How to complete this task: Which lines in the material below contain the word "metrics"? Copy each of them.

--------------------

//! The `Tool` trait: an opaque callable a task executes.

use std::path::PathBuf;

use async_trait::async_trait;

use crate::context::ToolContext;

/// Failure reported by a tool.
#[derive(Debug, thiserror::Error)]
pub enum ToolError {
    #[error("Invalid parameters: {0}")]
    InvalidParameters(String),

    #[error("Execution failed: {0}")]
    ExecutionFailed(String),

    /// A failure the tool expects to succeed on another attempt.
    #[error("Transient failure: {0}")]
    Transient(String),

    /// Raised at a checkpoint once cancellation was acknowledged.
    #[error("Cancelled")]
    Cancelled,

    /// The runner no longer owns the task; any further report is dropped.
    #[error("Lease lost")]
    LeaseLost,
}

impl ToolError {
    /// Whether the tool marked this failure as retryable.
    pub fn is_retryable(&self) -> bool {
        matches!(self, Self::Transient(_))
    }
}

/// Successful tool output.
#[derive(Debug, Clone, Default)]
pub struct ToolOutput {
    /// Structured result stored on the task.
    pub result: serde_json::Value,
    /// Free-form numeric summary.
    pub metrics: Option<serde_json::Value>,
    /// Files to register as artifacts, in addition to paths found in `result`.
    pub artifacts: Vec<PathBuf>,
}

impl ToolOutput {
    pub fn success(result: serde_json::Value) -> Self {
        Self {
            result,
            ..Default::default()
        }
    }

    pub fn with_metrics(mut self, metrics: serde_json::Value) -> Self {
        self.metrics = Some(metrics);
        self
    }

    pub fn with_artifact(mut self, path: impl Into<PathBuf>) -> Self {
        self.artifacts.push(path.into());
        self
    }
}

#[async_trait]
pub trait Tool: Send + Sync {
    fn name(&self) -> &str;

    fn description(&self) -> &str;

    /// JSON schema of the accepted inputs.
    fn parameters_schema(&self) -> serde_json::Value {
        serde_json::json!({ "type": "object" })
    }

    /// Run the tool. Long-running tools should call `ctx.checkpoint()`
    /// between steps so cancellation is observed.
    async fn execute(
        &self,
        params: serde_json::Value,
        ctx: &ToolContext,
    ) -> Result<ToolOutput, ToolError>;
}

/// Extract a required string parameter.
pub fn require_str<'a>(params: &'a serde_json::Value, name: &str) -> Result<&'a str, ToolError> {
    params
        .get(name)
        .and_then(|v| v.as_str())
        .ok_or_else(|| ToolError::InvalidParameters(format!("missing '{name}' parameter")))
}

--------------------

Reply:
    pub metrics: Option<serde_json::Value>,
    pub fn with_metrics(mut self, metrics: serde_json::Value) -> Self {
        self.metrics = Some(metrics);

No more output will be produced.